───── Data extracts
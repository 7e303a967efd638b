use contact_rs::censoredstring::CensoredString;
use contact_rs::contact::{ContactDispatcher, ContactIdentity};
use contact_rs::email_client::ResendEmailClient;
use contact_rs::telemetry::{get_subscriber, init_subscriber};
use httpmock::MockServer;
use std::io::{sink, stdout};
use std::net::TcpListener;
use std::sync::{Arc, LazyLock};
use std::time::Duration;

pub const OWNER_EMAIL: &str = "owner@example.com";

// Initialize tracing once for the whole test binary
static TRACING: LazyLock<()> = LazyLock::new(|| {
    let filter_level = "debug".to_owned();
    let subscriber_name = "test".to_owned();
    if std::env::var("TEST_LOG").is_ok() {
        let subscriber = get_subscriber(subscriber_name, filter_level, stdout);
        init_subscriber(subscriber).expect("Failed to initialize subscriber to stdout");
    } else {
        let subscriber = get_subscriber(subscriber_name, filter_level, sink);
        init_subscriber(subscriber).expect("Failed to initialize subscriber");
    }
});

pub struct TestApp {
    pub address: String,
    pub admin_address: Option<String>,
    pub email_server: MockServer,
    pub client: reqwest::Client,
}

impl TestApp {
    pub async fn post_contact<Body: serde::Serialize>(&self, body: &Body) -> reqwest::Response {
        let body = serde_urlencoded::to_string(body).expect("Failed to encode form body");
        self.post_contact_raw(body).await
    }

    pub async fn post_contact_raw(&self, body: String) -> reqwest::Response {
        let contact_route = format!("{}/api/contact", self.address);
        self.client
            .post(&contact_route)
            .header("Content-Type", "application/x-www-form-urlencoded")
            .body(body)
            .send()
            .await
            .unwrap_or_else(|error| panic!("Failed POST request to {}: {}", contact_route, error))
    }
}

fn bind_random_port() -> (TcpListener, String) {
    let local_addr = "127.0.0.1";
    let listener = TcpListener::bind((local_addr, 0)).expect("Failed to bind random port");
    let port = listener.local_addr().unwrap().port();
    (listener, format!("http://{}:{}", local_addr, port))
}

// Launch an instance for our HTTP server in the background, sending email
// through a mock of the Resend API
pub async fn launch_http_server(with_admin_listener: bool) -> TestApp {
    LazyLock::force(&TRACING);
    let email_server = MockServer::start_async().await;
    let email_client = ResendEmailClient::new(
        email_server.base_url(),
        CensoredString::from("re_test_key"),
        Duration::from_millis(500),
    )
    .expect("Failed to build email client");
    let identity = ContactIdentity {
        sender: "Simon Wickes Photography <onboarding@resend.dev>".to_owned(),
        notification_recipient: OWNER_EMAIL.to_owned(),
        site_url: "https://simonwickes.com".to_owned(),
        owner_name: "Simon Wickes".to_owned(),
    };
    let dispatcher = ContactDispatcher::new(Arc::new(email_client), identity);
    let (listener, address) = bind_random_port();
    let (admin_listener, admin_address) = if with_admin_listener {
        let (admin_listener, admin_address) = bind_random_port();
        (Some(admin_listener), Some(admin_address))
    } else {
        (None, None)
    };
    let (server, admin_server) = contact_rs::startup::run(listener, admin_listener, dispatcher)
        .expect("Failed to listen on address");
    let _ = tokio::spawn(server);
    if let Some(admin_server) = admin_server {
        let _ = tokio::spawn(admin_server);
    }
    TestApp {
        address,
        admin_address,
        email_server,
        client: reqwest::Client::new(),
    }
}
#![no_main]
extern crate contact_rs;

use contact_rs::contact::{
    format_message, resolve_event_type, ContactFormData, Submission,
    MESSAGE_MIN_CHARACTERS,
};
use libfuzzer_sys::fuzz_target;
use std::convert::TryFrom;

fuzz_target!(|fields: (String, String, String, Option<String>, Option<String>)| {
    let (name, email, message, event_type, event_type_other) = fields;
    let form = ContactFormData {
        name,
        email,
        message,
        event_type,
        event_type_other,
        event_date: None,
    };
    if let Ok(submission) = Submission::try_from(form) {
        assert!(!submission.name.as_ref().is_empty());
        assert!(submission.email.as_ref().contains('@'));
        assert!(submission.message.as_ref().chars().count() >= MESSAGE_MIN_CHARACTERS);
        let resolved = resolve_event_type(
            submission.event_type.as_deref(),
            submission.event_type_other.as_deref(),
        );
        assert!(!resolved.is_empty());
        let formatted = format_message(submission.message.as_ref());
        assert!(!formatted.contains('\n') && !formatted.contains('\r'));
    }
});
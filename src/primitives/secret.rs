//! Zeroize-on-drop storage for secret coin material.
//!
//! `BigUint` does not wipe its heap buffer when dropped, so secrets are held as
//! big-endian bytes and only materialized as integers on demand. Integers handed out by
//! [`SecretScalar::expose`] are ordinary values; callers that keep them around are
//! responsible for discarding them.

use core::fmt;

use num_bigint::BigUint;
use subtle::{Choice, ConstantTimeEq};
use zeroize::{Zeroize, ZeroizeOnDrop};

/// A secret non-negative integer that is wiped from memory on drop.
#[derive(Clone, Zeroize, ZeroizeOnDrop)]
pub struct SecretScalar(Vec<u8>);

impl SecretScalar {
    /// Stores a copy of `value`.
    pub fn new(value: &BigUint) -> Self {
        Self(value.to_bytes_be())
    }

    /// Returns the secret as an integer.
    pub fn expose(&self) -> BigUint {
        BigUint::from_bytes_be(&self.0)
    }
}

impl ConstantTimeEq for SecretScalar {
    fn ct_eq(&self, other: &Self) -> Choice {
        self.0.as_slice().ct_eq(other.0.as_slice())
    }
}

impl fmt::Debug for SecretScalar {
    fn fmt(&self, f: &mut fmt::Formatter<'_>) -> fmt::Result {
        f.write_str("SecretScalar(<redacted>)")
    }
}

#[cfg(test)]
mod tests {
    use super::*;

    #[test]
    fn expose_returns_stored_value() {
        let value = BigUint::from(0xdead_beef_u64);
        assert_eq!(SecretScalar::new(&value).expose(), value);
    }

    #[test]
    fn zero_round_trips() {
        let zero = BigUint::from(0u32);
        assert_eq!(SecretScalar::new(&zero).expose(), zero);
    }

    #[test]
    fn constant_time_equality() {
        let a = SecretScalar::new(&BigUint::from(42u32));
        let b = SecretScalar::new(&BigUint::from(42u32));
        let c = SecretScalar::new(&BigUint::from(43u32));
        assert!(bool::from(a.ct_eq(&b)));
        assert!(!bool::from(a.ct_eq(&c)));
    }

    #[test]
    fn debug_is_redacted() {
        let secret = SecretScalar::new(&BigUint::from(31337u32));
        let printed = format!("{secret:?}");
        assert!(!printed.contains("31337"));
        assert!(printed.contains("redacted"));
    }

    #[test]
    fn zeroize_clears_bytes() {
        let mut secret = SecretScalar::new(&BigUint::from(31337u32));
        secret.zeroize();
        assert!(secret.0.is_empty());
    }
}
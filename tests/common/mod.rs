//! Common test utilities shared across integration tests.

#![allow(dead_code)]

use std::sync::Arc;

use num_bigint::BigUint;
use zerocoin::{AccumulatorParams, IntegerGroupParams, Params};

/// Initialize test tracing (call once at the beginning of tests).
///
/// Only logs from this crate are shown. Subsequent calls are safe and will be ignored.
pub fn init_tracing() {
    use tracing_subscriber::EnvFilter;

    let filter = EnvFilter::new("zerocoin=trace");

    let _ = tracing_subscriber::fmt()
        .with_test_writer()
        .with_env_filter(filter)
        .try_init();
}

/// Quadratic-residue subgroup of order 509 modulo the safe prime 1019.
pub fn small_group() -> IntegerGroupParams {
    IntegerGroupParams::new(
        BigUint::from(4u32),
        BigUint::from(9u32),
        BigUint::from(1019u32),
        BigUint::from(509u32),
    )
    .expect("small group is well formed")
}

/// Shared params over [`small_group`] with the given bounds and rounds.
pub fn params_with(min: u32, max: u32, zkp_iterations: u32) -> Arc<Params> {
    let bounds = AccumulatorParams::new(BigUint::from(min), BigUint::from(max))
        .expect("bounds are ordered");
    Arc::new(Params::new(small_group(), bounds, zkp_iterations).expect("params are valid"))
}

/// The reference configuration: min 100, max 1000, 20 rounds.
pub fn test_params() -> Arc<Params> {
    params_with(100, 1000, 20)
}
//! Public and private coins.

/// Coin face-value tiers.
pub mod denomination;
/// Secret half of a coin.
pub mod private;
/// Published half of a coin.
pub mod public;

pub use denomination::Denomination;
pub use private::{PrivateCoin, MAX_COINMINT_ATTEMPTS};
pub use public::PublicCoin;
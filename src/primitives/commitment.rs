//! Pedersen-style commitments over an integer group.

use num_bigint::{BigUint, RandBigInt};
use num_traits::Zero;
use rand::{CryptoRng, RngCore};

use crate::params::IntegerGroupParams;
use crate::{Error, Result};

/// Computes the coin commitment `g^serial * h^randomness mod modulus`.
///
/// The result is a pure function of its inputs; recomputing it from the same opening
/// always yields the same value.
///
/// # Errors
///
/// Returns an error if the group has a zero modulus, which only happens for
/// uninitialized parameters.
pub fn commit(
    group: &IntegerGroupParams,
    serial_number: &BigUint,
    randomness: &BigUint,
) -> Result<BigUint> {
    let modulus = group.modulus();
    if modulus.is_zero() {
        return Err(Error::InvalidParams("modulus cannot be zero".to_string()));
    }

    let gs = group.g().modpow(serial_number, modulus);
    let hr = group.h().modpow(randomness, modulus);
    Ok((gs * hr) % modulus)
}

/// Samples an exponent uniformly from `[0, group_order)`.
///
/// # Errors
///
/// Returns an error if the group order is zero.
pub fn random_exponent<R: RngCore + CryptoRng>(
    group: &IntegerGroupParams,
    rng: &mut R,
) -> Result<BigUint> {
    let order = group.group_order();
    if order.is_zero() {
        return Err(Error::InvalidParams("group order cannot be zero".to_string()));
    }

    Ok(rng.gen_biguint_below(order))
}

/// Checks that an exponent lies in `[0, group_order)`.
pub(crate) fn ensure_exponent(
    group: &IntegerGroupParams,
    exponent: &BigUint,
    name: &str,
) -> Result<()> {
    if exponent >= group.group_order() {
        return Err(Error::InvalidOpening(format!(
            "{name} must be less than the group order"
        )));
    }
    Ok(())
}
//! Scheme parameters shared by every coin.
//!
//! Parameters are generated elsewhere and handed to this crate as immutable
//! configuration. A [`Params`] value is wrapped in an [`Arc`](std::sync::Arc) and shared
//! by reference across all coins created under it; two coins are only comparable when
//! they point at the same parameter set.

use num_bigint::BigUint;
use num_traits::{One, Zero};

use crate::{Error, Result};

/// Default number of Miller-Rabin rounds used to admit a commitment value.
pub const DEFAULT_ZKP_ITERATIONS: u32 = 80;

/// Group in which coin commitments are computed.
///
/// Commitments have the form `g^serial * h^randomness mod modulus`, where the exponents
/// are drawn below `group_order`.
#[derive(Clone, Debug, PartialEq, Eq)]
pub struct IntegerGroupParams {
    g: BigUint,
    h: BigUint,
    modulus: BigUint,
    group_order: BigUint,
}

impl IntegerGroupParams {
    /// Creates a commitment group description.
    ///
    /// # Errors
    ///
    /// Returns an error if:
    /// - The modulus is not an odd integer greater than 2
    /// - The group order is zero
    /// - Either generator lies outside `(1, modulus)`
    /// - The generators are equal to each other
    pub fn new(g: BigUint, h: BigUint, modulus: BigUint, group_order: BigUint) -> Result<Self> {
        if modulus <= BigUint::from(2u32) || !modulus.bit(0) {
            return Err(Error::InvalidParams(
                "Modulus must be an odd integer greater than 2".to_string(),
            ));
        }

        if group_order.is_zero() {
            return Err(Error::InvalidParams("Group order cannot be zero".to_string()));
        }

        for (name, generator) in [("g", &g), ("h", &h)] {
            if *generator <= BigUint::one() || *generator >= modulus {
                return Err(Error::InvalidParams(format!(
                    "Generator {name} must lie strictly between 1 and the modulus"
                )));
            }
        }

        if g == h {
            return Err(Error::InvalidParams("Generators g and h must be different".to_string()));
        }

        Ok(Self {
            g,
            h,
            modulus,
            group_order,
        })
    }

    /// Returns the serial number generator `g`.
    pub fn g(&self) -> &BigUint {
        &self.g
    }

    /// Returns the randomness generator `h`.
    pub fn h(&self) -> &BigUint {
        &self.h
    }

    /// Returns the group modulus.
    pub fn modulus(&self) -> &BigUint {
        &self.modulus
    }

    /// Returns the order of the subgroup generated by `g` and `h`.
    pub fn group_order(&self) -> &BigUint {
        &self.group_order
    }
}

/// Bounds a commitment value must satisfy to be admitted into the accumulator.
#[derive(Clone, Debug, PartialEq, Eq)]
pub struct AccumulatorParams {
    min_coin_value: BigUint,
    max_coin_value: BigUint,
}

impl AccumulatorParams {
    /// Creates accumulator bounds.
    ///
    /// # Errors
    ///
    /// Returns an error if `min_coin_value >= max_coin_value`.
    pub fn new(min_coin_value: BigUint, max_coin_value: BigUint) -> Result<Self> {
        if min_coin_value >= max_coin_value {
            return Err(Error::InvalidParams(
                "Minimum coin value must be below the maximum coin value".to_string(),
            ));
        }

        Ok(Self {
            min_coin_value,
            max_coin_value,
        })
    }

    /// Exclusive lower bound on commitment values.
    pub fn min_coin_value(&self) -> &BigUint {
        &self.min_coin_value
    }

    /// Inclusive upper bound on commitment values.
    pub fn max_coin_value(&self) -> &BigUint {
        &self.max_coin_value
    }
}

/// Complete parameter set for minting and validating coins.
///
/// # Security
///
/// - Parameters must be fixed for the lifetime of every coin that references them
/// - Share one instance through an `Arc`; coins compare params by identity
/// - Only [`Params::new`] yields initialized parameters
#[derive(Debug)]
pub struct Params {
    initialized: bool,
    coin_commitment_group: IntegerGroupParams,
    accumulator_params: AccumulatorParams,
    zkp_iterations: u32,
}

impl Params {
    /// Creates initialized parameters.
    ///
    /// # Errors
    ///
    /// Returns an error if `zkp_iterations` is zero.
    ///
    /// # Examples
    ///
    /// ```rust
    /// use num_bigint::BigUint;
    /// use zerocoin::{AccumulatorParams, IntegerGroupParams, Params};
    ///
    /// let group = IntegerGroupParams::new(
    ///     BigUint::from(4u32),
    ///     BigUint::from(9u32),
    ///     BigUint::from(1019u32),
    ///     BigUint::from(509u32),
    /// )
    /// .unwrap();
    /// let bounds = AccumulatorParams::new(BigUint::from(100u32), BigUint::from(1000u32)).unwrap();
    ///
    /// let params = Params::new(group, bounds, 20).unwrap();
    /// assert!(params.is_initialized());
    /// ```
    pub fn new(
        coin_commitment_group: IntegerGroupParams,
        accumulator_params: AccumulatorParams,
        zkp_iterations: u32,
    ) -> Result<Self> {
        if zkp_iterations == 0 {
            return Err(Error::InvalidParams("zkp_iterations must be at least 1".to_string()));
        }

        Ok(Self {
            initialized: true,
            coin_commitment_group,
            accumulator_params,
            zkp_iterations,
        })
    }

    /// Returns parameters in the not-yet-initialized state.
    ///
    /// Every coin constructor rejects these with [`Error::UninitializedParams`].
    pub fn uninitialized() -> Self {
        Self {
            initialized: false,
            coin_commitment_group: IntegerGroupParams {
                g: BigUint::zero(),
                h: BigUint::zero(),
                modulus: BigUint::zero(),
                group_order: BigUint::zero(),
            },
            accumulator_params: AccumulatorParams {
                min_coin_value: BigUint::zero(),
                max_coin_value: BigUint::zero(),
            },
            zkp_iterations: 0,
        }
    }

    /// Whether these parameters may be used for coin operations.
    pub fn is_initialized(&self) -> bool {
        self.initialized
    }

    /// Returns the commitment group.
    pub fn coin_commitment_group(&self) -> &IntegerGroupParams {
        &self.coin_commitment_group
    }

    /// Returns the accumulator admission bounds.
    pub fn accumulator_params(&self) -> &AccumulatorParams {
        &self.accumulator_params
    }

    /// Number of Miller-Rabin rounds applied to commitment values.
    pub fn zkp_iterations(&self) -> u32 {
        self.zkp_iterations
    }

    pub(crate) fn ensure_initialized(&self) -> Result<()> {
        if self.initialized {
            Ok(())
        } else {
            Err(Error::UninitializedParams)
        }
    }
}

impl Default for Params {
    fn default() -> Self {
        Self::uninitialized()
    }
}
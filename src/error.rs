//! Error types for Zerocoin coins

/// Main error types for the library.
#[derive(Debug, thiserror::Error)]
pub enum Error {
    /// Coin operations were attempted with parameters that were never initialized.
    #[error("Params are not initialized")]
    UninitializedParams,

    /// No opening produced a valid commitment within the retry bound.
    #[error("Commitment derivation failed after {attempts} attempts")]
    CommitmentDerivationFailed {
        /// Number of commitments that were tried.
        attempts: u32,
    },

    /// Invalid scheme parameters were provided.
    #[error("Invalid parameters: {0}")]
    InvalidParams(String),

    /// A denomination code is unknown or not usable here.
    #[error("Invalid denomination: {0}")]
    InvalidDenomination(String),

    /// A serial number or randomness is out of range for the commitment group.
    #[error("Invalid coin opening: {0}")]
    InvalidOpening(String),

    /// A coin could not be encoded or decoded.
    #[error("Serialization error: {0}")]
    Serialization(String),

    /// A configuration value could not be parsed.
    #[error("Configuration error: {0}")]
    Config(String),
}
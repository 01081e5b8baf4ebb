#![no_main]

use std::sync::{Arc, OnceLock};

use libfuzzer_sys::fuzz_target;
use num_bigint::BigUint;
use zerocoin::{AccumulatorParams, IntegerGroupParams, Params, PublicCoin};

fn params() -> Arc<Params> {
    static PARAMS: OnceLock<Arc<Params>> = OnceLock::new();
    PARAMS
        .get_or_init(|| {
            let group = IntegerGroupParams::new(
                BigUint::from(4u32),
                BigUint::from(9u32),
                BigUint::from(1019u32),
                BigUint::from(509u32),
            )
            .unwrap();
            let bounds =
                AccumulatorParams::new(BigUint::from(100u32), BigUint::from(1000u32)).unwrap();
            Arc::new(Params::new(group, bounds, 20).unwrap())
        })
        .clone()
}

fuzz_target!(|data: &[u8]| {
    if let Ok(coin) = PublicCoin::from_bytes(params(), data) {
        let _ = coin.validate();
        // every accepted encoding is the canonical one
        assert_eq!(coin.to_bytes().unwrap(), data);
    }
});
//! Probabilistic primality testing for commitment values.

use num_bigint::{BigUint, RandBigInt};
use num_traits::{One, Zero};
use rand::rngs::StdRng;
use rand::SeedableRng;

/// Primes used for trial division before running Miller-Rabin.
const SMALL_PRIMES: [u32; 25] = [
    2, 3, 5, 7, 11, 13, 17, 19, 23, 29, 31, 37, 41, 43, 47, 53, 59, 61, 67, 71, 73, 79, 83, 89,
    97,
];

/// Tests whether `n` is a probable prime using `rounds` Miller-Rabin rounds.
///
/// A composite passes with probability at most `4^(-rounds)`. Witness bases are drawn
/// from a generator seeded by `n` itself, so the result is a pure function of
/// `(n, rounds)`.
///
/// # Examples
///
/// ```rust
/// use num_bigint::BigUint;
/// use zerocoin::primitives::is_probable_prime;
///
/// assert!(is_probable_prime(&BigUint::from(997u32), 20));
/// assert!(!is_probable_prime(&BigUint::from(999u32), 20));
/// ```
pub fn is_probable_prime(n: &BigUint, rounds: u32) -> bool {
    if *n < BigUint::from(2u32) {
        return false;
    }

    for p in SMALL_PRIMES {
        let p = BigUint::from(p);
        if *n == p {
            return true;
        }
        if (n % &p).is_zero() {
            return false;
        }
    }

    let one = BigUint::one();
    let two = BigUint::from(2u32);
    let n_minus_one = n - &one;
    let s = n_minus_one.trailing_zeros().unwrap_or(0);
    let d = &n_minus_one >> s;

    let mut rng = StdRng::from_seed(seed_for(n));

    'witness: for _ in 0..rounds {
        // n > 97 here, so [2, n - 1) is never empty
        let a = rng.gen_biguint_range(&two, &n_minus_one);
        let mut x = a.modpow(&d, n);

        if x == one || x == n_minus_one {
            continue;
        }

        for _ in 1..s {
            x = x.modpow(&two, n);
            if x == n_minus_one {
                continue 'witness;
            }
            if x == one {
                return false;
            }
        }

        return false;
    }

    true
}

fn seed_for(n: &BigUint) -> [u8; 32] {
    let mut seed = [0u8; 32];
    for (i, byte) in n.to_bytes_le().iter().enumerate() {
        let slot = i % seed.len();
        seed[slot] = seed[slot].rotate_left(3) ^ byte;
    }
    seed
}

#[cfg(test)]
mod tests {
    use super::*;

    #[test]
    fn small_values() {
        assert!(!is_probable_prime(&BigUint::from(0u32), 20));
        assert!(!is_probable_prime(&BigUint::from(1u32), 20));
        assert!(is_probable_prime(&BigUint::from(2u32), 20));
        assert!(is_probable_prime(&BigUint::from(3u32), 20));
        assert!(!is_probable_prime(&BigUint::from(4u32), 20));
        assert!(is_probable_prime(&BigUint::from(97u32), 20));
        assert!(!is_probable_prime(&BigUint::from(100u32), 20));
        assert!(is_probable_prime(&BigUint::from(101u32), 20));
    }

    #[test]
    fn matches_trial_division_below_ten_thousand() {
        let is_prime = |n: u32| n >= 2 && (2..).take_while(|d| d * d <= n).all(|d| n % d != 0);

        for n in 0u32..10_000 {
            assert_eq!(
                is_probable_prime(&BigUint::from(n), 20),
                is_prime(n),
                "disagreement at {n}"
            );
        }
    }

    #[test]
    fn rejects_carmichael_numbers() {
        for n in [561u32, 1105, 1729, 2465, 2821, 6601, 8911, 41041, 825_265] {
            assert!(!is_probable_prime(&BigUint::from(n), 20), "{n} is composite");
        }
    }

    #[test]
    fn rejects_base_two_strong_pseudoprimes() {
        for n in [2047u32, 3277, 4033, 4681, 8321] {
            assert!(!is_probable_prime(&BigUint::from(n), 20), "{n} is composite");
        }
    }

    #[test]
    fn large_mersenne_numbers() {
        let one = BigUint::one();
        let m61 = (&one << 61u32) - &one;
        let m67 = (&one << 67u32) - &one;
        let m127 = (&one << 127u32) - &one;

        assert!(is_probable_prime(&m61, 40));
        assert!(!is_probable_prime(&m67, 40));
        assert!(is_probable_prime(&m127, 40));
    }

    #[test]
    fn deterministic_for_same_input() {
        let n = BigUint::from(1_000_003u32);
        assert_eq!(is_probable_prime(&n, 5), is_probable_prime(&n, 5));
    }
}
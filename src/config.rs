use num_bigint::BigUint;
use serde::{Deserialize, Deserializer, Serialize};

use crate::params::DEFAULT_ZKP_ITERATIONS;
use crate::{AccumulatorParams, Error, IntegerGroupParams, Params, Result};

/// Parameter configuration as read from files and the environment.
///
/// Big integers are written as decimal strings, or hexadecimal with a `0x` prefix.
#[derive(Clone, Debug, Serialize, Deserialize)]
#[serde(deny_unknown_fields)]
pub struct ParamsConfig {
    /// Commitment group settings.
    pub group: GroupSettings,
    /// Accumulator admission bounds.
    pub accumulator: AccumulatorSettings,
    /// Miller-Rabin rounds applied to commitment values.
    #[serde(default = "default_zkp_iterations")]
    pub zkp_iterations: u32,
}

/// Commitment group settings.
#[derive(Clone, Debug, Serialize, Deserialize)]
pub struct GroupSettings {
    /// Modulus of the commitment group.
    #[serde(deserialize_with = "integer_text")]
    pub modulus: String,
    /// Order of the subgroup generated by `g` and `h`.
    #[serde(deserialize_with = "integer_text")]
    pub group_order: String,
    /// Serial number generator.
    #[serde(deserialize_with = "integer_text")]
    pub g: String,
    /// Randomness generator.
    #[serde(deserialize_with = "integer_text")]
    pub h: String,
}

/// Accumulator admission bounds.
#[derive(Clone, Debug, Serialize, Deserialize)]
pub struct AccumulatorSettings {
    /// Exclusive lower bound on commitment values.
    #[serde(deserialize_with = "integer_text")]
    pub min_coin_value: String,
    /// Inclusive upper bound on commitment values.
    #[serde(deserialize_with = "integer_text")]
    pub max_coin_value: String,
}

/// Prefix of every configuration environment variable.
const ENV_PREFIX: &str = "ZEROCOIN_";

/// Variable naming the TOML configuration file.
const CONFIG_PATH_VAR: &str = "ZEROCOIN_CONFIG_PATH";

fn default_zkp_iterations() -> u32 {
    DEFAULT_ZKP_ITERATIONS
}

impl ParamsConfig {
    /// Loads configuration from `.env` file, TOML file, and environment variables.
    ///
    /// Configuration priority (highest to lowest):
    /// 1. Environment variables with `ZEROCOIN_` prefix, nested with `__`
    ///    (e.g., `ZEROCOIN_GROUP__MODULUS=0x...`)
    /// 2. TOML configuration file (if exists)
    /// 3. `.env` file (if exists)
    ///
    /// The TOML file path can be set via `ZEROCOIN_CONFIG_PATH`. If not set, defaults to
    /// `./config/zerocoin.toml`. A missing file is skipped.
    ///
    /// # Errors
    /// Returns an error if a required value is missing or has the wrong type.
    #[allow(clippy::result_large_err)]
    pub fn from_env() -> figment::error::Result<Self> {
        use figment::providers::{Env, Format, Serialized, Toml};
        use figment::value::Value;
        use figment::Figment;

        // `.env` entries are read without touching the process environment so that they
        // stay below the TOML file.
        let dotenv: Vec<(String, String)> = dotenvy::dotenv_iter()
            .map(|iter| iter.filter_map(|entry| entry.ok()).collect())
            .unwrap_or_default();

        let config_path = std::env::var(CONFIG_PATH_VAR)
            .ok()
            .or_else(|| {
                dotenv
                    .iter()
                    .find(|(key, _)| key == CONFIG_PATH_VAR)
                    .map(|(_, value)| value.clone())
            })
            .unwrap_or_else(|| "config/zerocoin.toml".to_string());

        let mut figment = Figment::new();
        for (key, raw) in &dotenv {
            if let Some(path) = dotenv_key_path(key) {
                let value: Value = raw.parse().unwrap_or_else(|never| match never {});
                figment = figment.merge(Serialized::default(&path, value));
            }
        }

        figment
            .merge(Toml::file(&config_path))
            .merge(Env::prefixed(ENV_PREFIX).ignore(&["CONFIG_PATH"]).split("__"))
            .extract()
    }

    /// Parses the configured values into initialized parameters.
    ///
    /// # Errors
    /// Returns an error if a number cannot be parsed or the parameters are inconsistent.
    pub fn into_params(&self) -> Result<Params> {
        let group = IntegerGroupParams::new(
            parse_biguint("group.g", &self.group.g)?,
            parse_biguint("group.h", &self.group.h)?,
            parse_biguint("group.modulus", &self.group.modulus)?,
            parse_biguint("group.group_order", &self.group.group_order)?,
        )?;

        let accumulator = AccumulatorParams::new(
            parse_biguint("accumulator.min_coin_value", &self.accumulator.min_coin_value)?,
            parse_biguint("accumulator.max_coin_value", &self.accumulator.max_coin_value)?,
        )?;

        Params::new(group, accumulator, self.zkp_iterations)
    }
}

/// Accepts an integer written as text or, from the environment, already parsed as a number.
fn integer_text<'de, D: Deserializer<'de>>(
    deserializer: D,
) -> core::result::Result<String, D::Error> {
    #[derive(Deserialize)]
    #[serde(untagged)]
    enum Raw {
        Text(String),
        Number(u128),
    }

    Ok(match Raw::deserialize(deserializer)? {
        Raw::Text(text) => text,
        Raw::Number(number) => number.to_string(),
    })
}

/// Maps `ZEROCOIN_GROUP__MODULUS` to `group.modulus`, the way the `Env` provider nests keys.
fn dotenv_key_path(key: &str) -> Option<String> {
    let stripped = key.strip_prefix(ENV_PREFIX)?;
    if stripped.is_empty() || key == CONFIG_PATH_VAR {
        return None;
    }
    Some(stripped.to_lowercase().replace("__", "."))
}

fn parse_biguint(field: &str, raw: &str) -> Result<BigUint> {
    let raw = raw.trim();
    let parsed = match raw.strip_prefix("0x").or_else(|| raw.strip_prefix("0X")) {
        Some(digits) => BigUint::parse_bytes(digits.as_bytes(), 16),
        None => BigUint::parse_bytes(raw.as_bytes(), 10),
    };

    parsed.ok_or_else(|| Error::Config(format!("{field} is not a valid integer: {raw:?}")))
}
──────────
**Assignment:**
Scan the data above for the word "OnceLock". Copy every line in which it is found.

**Answer space:**
use std::sync::{Arc, OnceLock};
    static PARAMS: OnceLock<Arc<Params>> = OnceLock::new();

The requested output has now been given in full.